Malheureusement, tout le personnel écologiste n'a pas été également arrosé. C'est regrettable dans un projet d'irrigation. Mais la réalité est là. Un groupe important de l'ultra-gauche écologiste s'est mobilisé pour empêcher le projet. L'action a consisté après une lente montée du conflit à occuper les lieux. Une occupation qui a duré plus de deux ans avec un nombre atteignant parfois 400 personnes qui se sont dénommées Zadistes. Ils nommaient la zone une Zone A Défendre, soit un sigle ZAD. Qui a inspiré leur nom de zadistes.

Peu à peu, le conflit est devenu de plus en plus violent. Les occupants zadistes reçurent la visite de nombreux gendarmes mobiles et l'un des leurs, un jeune étudiant de 26 ans, mourut de l'explosion d'une grenade de guerre lancée par l'un des visiteurs casqués et bottés. Le projet de barrage fut simplement différé, l'ancienne compagne de Hollande promettant des monts et merveilles aux écologistes qui ne lui demandaient rien.

Le problème était simple comme l'antique. Des écologistes en révolte contre la société industrielle voulaient empêcher une atteinte irrémédiable à l'écologie et à son Code Pénal.

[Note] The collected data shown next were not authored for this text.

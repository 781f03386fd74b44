use anyhow::Result;
use opencv::{
    core::{Mat, Point, Scalar, CV_8UC3},
    highgui, imgproc,
    prelude::*,
};
use steer_core::{Classification, DriveLabel, FrameSize, BOOST_LABEL};

use crate::display::{is_quit_key, FrameDisplay};

const WINDOW_NAME: &str = "Virtual Steering";

/// OpenCV window drawing the palm centers and the current labels
pub struct PreviewWindow {
    size: FrameSize,
}

impl PreviewWindow {
    pub fn new(size: FrameSize) -> Result<Self> {
        highgui::named_window(WINDOW_NAME, highgui::WINDOW_AUTOSIZE)?;
        Ok(Self { size })
    }

    fn draw(&self, classification: &Classification) -> Result<Mat> {
        let mut canvas = Mat::new_rows_cols_with_default(
            self.size.height as i32,
            self.size.width as i32,
            CV_8UC3,
            Scalar::new(40.0, 40.0, 40.0, 0.0),
        )?;

        for point in &classification.hand_points {
            imgproc::circle(
                &mut canvas,
                Point::new(point.x as i32, point.y as i32),
                12,
                Scalar::new(255.0, 255.0, 0.0, 0.0),
                -1,
                imgproc::LINE_8,
                0,
            )?;
        }

        // Red for no hands, green otherwise (BGR)
        let label_color = if classification.label == DriveLabel::NoHands {
            Scalar::new(0.0, 0.0, 255.0, 0.0)
        } else {
            Scalar::new(0.0, 255.0, 0.0, 0.0)
        };
        put_label(&mut canvas, classification.label.as_str(), 50, 1.0, label_color, 2)?;

        let hands_text = format!("Hands: {}", classification.hand_count);
        put_label(&mut canvas, &hands_text, 100, 1.0, Scalar::new(255.0, 0.0, 0.0, 0.0), 2)?;

        if classification.boost {
            put_label(&mut canvas, BOOST_LABEL, 140, 1.2, Scalar::new(0.0, 0.0, 255.0, 0.0), 3)?;
        }

        Ok(canvas)
    }
}

fn put_label(
    canvas: &mut Mat,
    text: &str,
    y: i32,
    scale: f64,
    color: Scalar,
    thickness: i32,
) -> Result<()> {
    imgproc::put_text(
        canvas,
        text,
        Point::new(50, y),
        imgproc::FONT_HERSHEY_SIMPLEX,
        scale,
        color,
        thickness,
        imgproc::LINE_8,
        false,
    )?;
    Ok(())
}

impl FrameDisplay for PreviewWindow {
    fn show(&mut self, classification: &Classification) -> Result<bool> {
        let canvas = self.draw(classification)?;
        highgui::imshow(WINDOW_NAME, &canvas)?;

        Ok(is_quit_key(highgui::wait_key(1)?))
    }
}

impl Drop for PreviewWindow {
    fn drop(&mut self) {
        if let Err(e) = highgui::destroy_window(WINDOW_NAME) {
            log::warn!("Failed to close preview window: {}", e);
        }
    }
}
use anyhow::{Context, Result};
use std::sync::atomic::{AtomicBool, Ordering};
use std::sync::Arc;

/// Set a flag on Ctrl-C instead of letting the process die with keys held.
///
/// The flag is polled once per frame by the main loop. A second Ctrl-C exits
/// right away, for when the source is stuck waiting on the detector.
pub fn watch_ctrl_c() -> Result<Arc<AtomicBool>> {
    let flag = Arc::new(AtomicBool::new(false));
    let runtime = tokio::runtime::Builder::new_current_thread()
        .enable_all()
        .build()
        .context("Failed to build signal runtime")?;

    let thread_flag = Arc::clone(&flag);
    std::thread::Builder::new()
        .name("ctrl-c".to_string())
        .spawn(move || {
            runtime.block_on(async {
                loop {
                    if let Err(e) = tokio::signal::ctrl_c().await {
                        log::warn!("Failed to listen for Ctrl-C: {}", e);
                        return;
                    }
                    if record_interrupt(&thread_flag) {
                        log::warn!("Second interrupt received, exiting");
                        std::process::exit(EXIT_INTERRUPTED);
                    }
                    log::info!("Interrupt received, stopping (Ctrl-C again to force)");
                }
            });
        })
        .context("Failed to start signal thread")?;

    Ok(flag)
}

const EXIT_INTERRUPTED: i32 = 130;

/// Raise the stop flag; returns `true` if it was already raised
fn record_interrupt(flag: &AtomicBool) -> bool {
    flag.swap(true, Ordering::SeqCst)
}

#[cfg(test)]
mod tests {
    use super::*;

    #[test]
    fn test_second_interrupt_forces_exit() {
        let flag = AtomicBool::new(false);
        assert!(!record_interrupt(&flag));
        assert!(flag.load(Ordering::SeqCst));
        assert!(record_interrupt(&flag));
    }
}
const K_AUDIO_UNIT_TYPE_OUTPUT: u32 = 0x61756F75; // 'auou'
const K_AUDIO_UNIT_SUB_TYPE_DEFAULT_OUTPUT: u32 = 0x64656620; // 'def '
const K_AUDIO_UNIT_MANUFACTURER_APPLE: u32 = 0x6170706C; // 'appl'

/// Core Audio 支持的采样率范围（经系统混音器 SRC）
const MIN_SAMPLE_RATE: f64 = 8_000.0;
const MAX_SAMPLE_RATE: f64 = 384_000.0;

#[repr(C)]
#[derive(Clone, Copy, Debug)]
struct AudioObjectPropertyAddress {
    selector: AudioObjectPropertySelector,
    scope: AudioObjectPropertyScope,
    element: AudioObjectPropertyElement,
}

#[repr(C)]
#[derive(Clone, Copy, Debug, Default)]
struct AudioStreamBasicDescription {
    sample_rate: f64,
    format_id: u32,
    format_flags: u32,
    bytes_per_packet: u32,
    frames_per_packet: u32,
    bytes_per_frame: u32,
    channels_per_frame: u32,
    bits_per_channel: u32,
    reserved: u32,
}

#[repr(C)]
struct AudioComponentDescription {
    component_type: u32,
    component_sub_type: u32,
    component_manufacturer: u32,
    component_flags: u32,
    component_flags_mask: u32,
}

#[repr(C)]
struct AURenderCallbackStruct {
    input_proc: RenderCallback,
    input_proc_ref_con: *mut c_void,
}

type RenderCallback = extern "C" fn(
    in_ref_con: *mut c_void,
    io_action_flags: *mut u32,
    in_time_stamp: *const c_void,
    in_bus_number: u32,
    in_number_frames: u32,
    io_data: *mut AudioBufferList,
) -> OSStatus;

/// 变长结构：`buffers` 实际有 `number_buffers` 个元素
#[repr(C)]
struct AudioBufferList {
    number_buffers: u32,
    buffers: [AudioBuffer; 1],
}

#[repr(C)]
struct AudioBuffer {
    number_channels: u32,
    data_byte_size: u32,
    data: *mut c_void,
}

#[link(name = "CoreAudio", kind = "framework")]
extern "C" {
    fn AudioObjectGetPropertyData(
        object_id: AudioObjectID,
        address: *const AudioObjectPropertyAddress,
        qualifier_data_size: u32,
        qualifier_data: *const c_void,
        data_size: *mut u32,
        data: *mut c_void,
    ) -> OSStatus;
}

#[link(name = "AudioToolbox", kind = "framework")]
extern "C" {
    fn AudioComponentFindNext(
        component: AudioComponent,
        desc: *const AudioComponentDescription,
    ) -> AudioComponent;

    fn AudioComponentInstanceNew(component: AudioComponent, out: *mut AudioUnit) -> OSStatus;

    fn AudioComponentInstanceDispose(instance: AudioUnit) -> OSStatus;

    fn AudioUnitInitialize(unit: AudioUnit) -> OSStatus;
    fn AudioUnitUninitialize(unit: AudioUnit) -> OSStatus;
    fn AudioOutputUnitStart(unit: AudioUnit) -> OSStatus;
    fn AudioOutputUnitStop(unit: AudioUnit) -> OSStatus;

    fn AudioUnitSetProperty(
        unit: AudioUnit,
        id: u32,
        scope: u32,
        element: u32,
        data: *const c_void,
        size: u32,
    ) -> OSStatus;
}

/// 回调上下文，地址在 start 到 stop 之间固定
struct CallbackContext {
    cursor: RenderCursor,
    running: CachePadded<AtomicBool>,
}

pub struct CoreAudioRenderer {
    audio_unit: AudioUnit,
    format: Option<StreamFormat>,
    initialized: bool,
    context: Option<Box<CallbackContext>>,
    paused: bool,
}

// AudioUnit 句柄只在生产者线程上操作
unsafe impl Send for CoreAudioRenderer {}
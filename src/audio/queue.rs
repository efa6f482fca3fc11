//! 有界缓冲区队列
//!
//! 生产者（宿主线程）入队已转换的 `AudioBuffer`，渲染端出队播放。
//! - 满时拒绝入队，把缓冲区原样交还，从不覆盖或丢弃
//! - 出队从不阻塞，空时返回 None
//! - flush 清空队列并推进 flush 纪元，渲染端据此丢弃手中未播完的缓冲区
//!
//! 样本存储通过回收池循环使用，稳态下两端都不分配、不释放内存。

use std::sync::atomic::{AtomicU64, Ordering};

use crossbeam_queue::ArrayQueue;
use crossbeam_utils::CachePadded;

use super::buffer::AudioBuffer;

/// 默认队列容量（缓冲区个数）
pub const DEFAULT_QUEUE_CAPACITY: usize = 3;

/// 回收池比队列多留的槽位：渲染端手中一个，生产端转换中一个
const RECYCLE_HEADROOM: usize = 2;

pub struct BufferQueue {
    slots: ArrayQueue<AudioBuffer>,
    recycled: ArrayQueue<Vec<f32>>,
    flush_epoch: CachePadded<AtomicU64>,
}

impl BufferQueue {
    /// 创建队列，容量至少为 1
    pub fn new(capacity: usize) -> Self {
        let capacity = capacity.max(1);
        Self {
            slots: ArrayQueue::new(capacity),
            recycled: ArrayQueue::new(capacity + RECYCLE_HEADROOM),
            flush_epoch: CachePadded::new(AtomicU64::new(0)),
        }
    }

    /// 入队；队列已满时把缓冲区交还给调用者
    ///
    /// 缓冲区被打上当前 flush 纪元。入队与 flush 都在生产端顺序调用，
    /// 因此纪元与缓冲区是否早于某次 flush 一一对应。
    #[inline]
    pub fn enqueue(&self, mut buffer: AudioBuffer) -> Result<(), AudioBuffer> {
        buffer.stamp_epoch(self.epoch());
        self.slots.push(buffer)
    }

    /// 出队最早的缓冲区（渲染端调用，不阻塞）
    #[inline]
    pub fn dequeue_for_render(&self) -> Option<AudioBuffer> {
        self.slots.pop()
    }

    /// 当前排队的缓冲区数
    #[inline]
    pub fn occupancy(&self) -> usize {
        self.slots.len()
    }

    #[inline]
    pub fn capacity(&self) -> usize {
        self.slots.capacity()
    }

    /// 是否还能再接受一个缓冲区
    #[inline]
    pub fn is_ready_for_more(&self) -> bool {
        !self.slots.is_full()
    }

    /// 清空队列，返回被丢弃的缓冲区数
    ///
    /// 先弹出全部缓冲区再推进纪元。渲染端取走的缓冲区若带有旧纪元，
    /// 出队时或下一次渲染开始时被丢弃，flush 返回后不会再播放。
    pub fn flush(&self) -> usize {
        let mut dropped = 0;
        while let Some(buffer) = self.slots.pop() {
            self.recycle(buffer.into_samples());
            dropped += 1;
        }
        self.flush_epoch.fetch_add(1, Ordering::AcqRel);
        dropped
    }

    /// 当前 flush 纪元
    #[inline]
    pub fn epoch(&self) -> u64 {
        self.flush_epoch.load(Ordering::Acquire)
    }

    /// 归还样本存储
    ///
    /// 池满时存储被释放；池容量按队列容量预留，正常运行不会发生。
    #[inline]
    pub fn recycle(&self, samples: Vec<f32>) {
        let _ = self.recycled.push(samples);
    }

    /// 取一块回收的存储（生产端调用）
    #[inline]
    pub fn take_recycled(&self) -> Option<Vec<f32>> {
        self.recycled.pop()
    }
}

impl Default for BufferQueue {
    fn default() -> Self {
        Self::new(DEFAULT_QUEUE_CAPACITY)
    }
}

impl std::fmt::Debug for BufferQueue {
    fn fmt(&self, f: &mut std::fmt::Formatter<'_>) -> std::fmt::Result {
        f.debug_struct("BufferQueue")
            .field("occupancy", &self.occupancy())
            .field("capacity", &self.capacity())
            .field("epoch", &self.epoch())
            .finish()
    }
}

#[cfg(test)]
mod tests {
    use super::*;
    use crate::audio::buffer::{SampleLayout, StreamFormat};
    use std::sync::Arc;
    use std::thread;

    fn buffer(tag: f32) -> AudioBuffer {
        let format = StreamFormat::new(48000.0, 2);
        AudioBuffer::new(format, SampleLayout::Interleaved, 2, vec![tag; 4]).unwrap()
    }

    #[test]
    fn test_fifo_order() {
        let queue = BufferQueue::new(3);
        queue.enqueue(buffer(1.0)).unwrap();
        queue.enqueue(buffer(2.0)).unwrap();

        assert_eq!(queue.dequeue_for_render().unwrap().as_slice()[0], 1.0);
        assert_eq!(queue.dequeue_for_render().unwrap().as_slice()[0], 2.0);
        assert!(queue.dequeue_for_render().is_none());
    }

    #[test]
    fn test_full_queue_hands_buffer_back() {
        let queue = BufferQueue::new(3);
        for i in 0..3 {
            queue.enqueue(buffer(i as f32)).unwrap();
        }

        assert!(!queue.is_ready_for_more());
        let rejected = queue.enqueue(buffer(9.0)).unwrap_err();
        assert_eq!(rejected.as_slice()[0], 9.0);
        assert_eq!(queue.occupancy(), 3);

        // 已排队的内容未被覆盖
        assert_eq!(queue.dequeue_for_render().unwrap().as_slice()[0], 0.0);
        assert!(queue.is_ready_for_more());
    }

    #[test]
    fn test_zero_capacity_clamped() {
        let queue = BufferQueue::new(0);
        assert_eq!(queue.capacity(), 1);
    }

    #[test]
    fn test_flush_empties_and_bumps_epoch() {
        let queue = BufferQueue::new(3);
        queue.enqueue(buffer(1.0)).unwrap();
        queue.enqueue(buffer(2.0)).unwrap();
        let epoch = queue.epoch();

        assert_eq!(queue.flush(), 2);
        assert_eq!(queue.occupancy(), 0);
        assert!(queue.dequeue_for_render().is_none());
        assert_eq!(queue.epoch(), epoch + 1);

        // flush 后的存储进入回收池
        assert!(queue.take_recycled().is_some());
        assert!(queue.take_recycled().is_some());
        assert!(queue.take_recycled().is_none());
    }

    #[test]
    fn test_enqueue_stamps_flush_epoch() {
        let queue = BufferQueue::new(3);
        queue.enqueue(buffer(1.0)).unwrap();
        let in_flight = queue.dequeue_for_render().unwrap();

        queue.flush();
        queue.enqueue(buffer(2.0)).unwrap();

        assert_ne!(in_flight.flush_epoch(), queue.epoch());
        let fresh = queue.dequeue_for_render().unwrap();
        assert_eq!(fresh.flush_epoch(), queue.epoch());
    }

    #[test]
    fn test_occupancy_bounded_under_concurrency() {
        let queue = Arc::new(BufferQueue::new(4));
        let consumer_queue = Arc::clone(&queue);

        let consumer = thread::spawn(move || {
            let mut received = 0;
            while received < 1000 {
                if let Some(b) = consumer_queue.dequeue_for_render() {
                    assert_eq!(b.as_slice()[0], received as f32);
                    received += 1;
                }
                assert!(consumer_queue.occupancy() <= 4);
            }
        });

        let mut next = 0;
        while next < 1000 {
            if queue.enqueue(buffer(next as f32)).is_ok() {
                next += 1;
            }
            assert!(queue.occupancy() <= queue.capacity());
        }

        consumer.join().unwrap();
        assert_eq!(queue.occupancy(), 0);
    }
}
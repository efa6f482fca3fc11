//! 立体声扫频信号发生器
//!
//! 左右声道各自独立的起止频率，支持线性/对数扫频、右声道延迟、
//! 渐入渐出和音量。样本按需计算，不预先生成整段信号。

use std::convert::Infallible;
use std::f64::consts::TAU;

use thiserror::Error;

use super::PcmSource;
use crate::audio::StreamFormat;

/// 默认渐入渐出时长（秒）
pub const DEFAULT_FADE_SECS: f64 = 0.05;

#[derive(Error, Debug, Clone, PartialEq)]
pub enum SweepError {
    #[error("Duration must be positive, got {0}")]
    InvalidDuration(f64),

    #[error("Sample rate must be positive, got {0}")]
    InvalidSampleRate(f64),

    #[error("Frequencies must be positive, got {start} -> {end}")]
    InvalidFrequency { start: f64, end: f64 },

    #[error("Start and end frequency must differ, got {0}")]
    FlatSweep(f64),

    #[error("Volume must be within 0.0..=1.0, got {0}")]
    InvalidVolume(f64),

    #[error("Right channel delay must be non-negative, got {0}")]
    InvalidDelay(f64),
}

/// 起止频率（Hz）
#[derive(Debug, Clone, Copy, PartialEq)]
pub struct FrequencyRange {
    pub start: f64,
    pub end: f64,
}

impl FrequencyRange {
    pub fn new(start: f64, end: f64) -> Self {
        Self { start, end }
    }

    /// 上扫频
    pub fn is_rising(&self) -> bool {
        self.end > self.start
    }

    fn validate(&self) -> Result<(), SweepError> {
        if !(self.start > 0.0 && self.end > 0.0) || !self.start.is_finite() || !self.end.is_finite()
        {
            return Err(SweepError::InvalidFrequency {
                start: self.start,
                end: self.end,
            });
        }
        if self.start == self.end {
            return Err(SweepError::FlatSweep(self.start));
        }
        Ok(())
    }
}

impl Default for FrequencyRange {
    fn default() -> Self {
        Self::new(20.0, 20000.0)
    }
}

#[derive(Debug, Clone, PartialEq)]
pub struct SweepConfig {
    /// 时长（秒）
    pub duration_secs: f64,
    pub sample_rate: f64,
    pub left: FrequencyRange,
    pub right: FrequencyRange,
    /// 右声道延迟（秒），延迟期间静音
    pub right_delay_secs: f64,
    /// 对数扫频（默认线性）
    pub logarithmic: bool,
    pub volume: f64,
    pub fade_secs: f64,
}

impl Default for SweepConfig {
    fn default() -> Self {
        Self {
            duration_secs: 10.0,
            sample_rate: 44100.0,
            left: FrequencyRange::default(),
            right: FrequencyRange::default(),
            right_delay_secs: 0.0,
            logarithmic: false,
            volume: 0.8,
            fade_secs: DEFAULT_FADE_SECS,
        }
    }
}

impl SweepConfig {
    pub fn validate(&self) -> Result<(), SweepError> {
        if !(self.duration_secs > 0.0) || !self.duration_secs.is_finite() {
            return Err(SweepError::InvalidDuration(self.duration_secs));
        }
        if !(self.sample_rate > 0.0) || !self.sample_rate.is_finite() {
            return Err(SweepError::InvalidSampleRate(self.sample_rate));
        }
        self.left.validate()?;
        self.right.validate()?;
        if !(0.0..=1.0).contains(&self.volume) {
            return Err(SweepError::InvalidVolume(self.volume));
        }
        if !(self.right_delay_secs >= 0.0) {
            return Err(SweepError::InvalidDelay(self.right_delay_secs));
        }
        Ok(())
    }
}

/// 单声道扫频参数
#[derive(Debug, Clone, Copy)]
struct Chirp {
    f0: f64,
    /// 线性：Hz/s；对数：ln(f1/f0)/T
    k: f64,
    logarithmic: bool,
}

impl Chirp {
    fn new(range: FrequencyRange, duration: f64, logarithmic: bool) -> Self {
        let k = if logarithmic {
            (range.end / range.start).ln() / duration
        } else {
            (range.end - range.start) / duration
        };
        Self {
            f0: range.start,
            k,
            logarithmic,
        }
    }

    #[inline]
    fn value(&self, t: f64) -> f64 {
        let phase = if self.logarithmic {
            self.f0 * ((self.k * t).exp() - 1.0) / self.k
        } else {
            self.f0 * t + self.k * t * t / 2.0
        };
        (TAU * phase).sin()
    }
}

pub struct SweepGenerator {
    config: SweepConfig,
    left: Chirp,
    right: Chirp,
    total_frames: usize,
    fade_frames: usize,
    delay_frames: usize,
    position: usize,
}

impl SweepGenerator {
    pub fn new(config: SweepConfig) -> Result<Self, SweepError> {
        config.validate()?;

        let total_frames = (config.sample_rate * config.duration_secs) as usize;
        let mut fade_frames = (config.fade_secs.max(0.0) * config.sample_rate) as usize;
        if fade_frames * 2 >= total_frames {
            fade_frames = total_frames / 4;
        }
        let delay_frames = (config.right_delay_secs * config.sample_rate) as usize;

        Ok(Self {
            left: Chirp::new(config.left, config.duration_secs, config.logarithmic),
            right: Chirp::new(config.right, config.duration_secs, config.logarithmic),
            total_frames,
            fade_frames,
            delay_frames,
            position: 0,
            config,
        })
    }

    pub fn config(&self) -> &SweepConfig {
        &self.config
    }

    pub fn total_frames(&self) -> usize {
        self.total_frames
    }

    pub fn remaining(&self) -> usize {
        self.total_frames - self.position
    }

    pub fn rewind(&mut self) {
        self.position = 0;
    }

    /// 第 `frame` 帧的 (左, 右) 样本
    pub fn sample_at(&self, frame: usize) -> (f64, f64) {
        if frame >= self.total_frames {
            return (0.0, 0.0);
        }

        let t = frame as f64 / self.config.sample_rate;
        let gain = self.fade_gain(frame) * self.config.volume;

        let left = self.left.value(t);
        let right = if frame < self.delay_frames {
            0.0
        } else {
            self.right
                .value((t - self.config.right_delay_secs).max(0.0))
        };

        (left * gain, right * gain)
    }

    /// 渐入渐出增益，两端各 `fade_frames` 帧线性变化（端点为 0）
    fn fade_gain(&self, frame: usize) -> f64 {
        let n = self.fade_frames;
        if n == 0 {
            return 1.0;
        }

        let ramp = |j: usize| {
            if n == 1 {
                0.0
            } else {
                j as f64 / (n - 1) as f64
            }
        };

        let mut gain = 1.0;
        if frame < n {
            gain *= ramp(frame);
        }
        let tail_start = self.total_frames - n;
        if frame >= tail_start {
            gain *= 1.0 - ramp(frame - tail_start);
        }
        gain
    }
}

impl PcmSource for SweepGenerator {
    type Error = Infallible;

    fn format(&self) -> StreamFormat {
        StreamFormat::new(self.config.sample_rate, 2)
    }

    fn next_chunk(&mut self, max_frames: usize, out: &mut Vec<f64>) -> Result<usize, Infallible> {
        out.clear();
        let frames = max_frames.min(self.remaining());
        out.reserve(frames * 2);

        for frame in self.position..self.position + frames {
            let (left, right) = self.sample_at(frame);
            out.push(left);
            out.push(right);
        }
        self.position += frames;
        Ok(frames)
    }
}
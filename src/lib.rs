//! PCM Bridge Library
//!
//! Real-time audio output bridge: bounded buffering between a playback host
//! and a platform renderer, with format negotiation, spatial hooks,
//! device-aware configuration and latency reporting.

pub mod audio;
pub mod engine;
pub mod logging;
pub mod render;
pub mod source;
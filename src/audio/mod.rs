//! 音频核心模块
//!
//! 包含：
//! - Buffer: 流格式和不可变音频缓冲区
//! - Convert: f64 → f32 窄化和交织/解交织
//! - Queue: 有界 lock-free 缓冲区队列
//! - Cursor: 渲染端拉取游标
//! - Stats: 播放统计

pub mod buffer;
pub mod convert;
pub mod cursor;
pub mod queue;
pub mod stats;

pub use buffer::{AudioBuffer, SampleLayout, StreamFormat, MAX_CHANNELS};
pub use convert::{ConvertError, ConvertKernel, SampleConverter};
pub use cursor::{RenderCursor, RenderShared};
pub use queue::{BufferQueue, DEFAULT_QUEUE_CAPACITY};
pub use stats::{PlaybackStats, StatsReport};
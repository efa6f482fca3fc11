//! 延迟估计
//!
//! 排队延迟 = 排队缓冲区数 × 单个缓冲区时长。
//! 未启用、暂停或尚未收到数据时报告固定的最小值。

use super::EngineState;

/// 最小报告延迟（秒）
pub const MIN_LATENCY_SECS: f64 = 0.010;

#[derive(Debug, Default, Clone, Copy)]
pub struct LatencyEstimator {
    /// 最近一个被接受的缓冲区时长
    buffer_secs: Option<f64>,
}

impl LatencyEstimator {
    pub fn new() -> Self {
        Self::default()
    }

    /// 记录被接受的缓冲区
    pub fn record_buffer(&mut self, frames: usize, sample_rate: f64) {
        if sample_rate > 0.0 && frames > 0 {
            self.buffer_secs = Some(frames as f64 / sample_rate);
        }
    }

    pub fn reset(&mut self) {
        self.buffer_secs = None;
    }

    pub fn estimate(&self, state: EngineState, occupancy: usize) -> f64 {
        match (state, self.buffer_secs) {
            (EngineState::Enabled, Some(secs)) => occupancy as f64 * secs,
            _ => MIN_LATENCY_SECS,
        }
    }
}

Des socialistes voulaient que l'Etat, qui leur appartient, continue de travailler pour leur bénéfice.

Bien commun, République, Ecologie ... les gros mots.

En réalité, l'écologie et le bien commun sont la risée générale. Les promeneurs de l'écozone de Sivens seraient ravis de se laisser griller le gras au soleil d'une base nautique et les agriculteurs du coin rêvent de voir de somptueuses canalisations à demi enterrées débiter dans leurs nouveaux champs des millions de mètres cubes d'eau fraîche promis par la puissance socialiste. Le bien commun a bon dos. Il n'intéresse personne ici.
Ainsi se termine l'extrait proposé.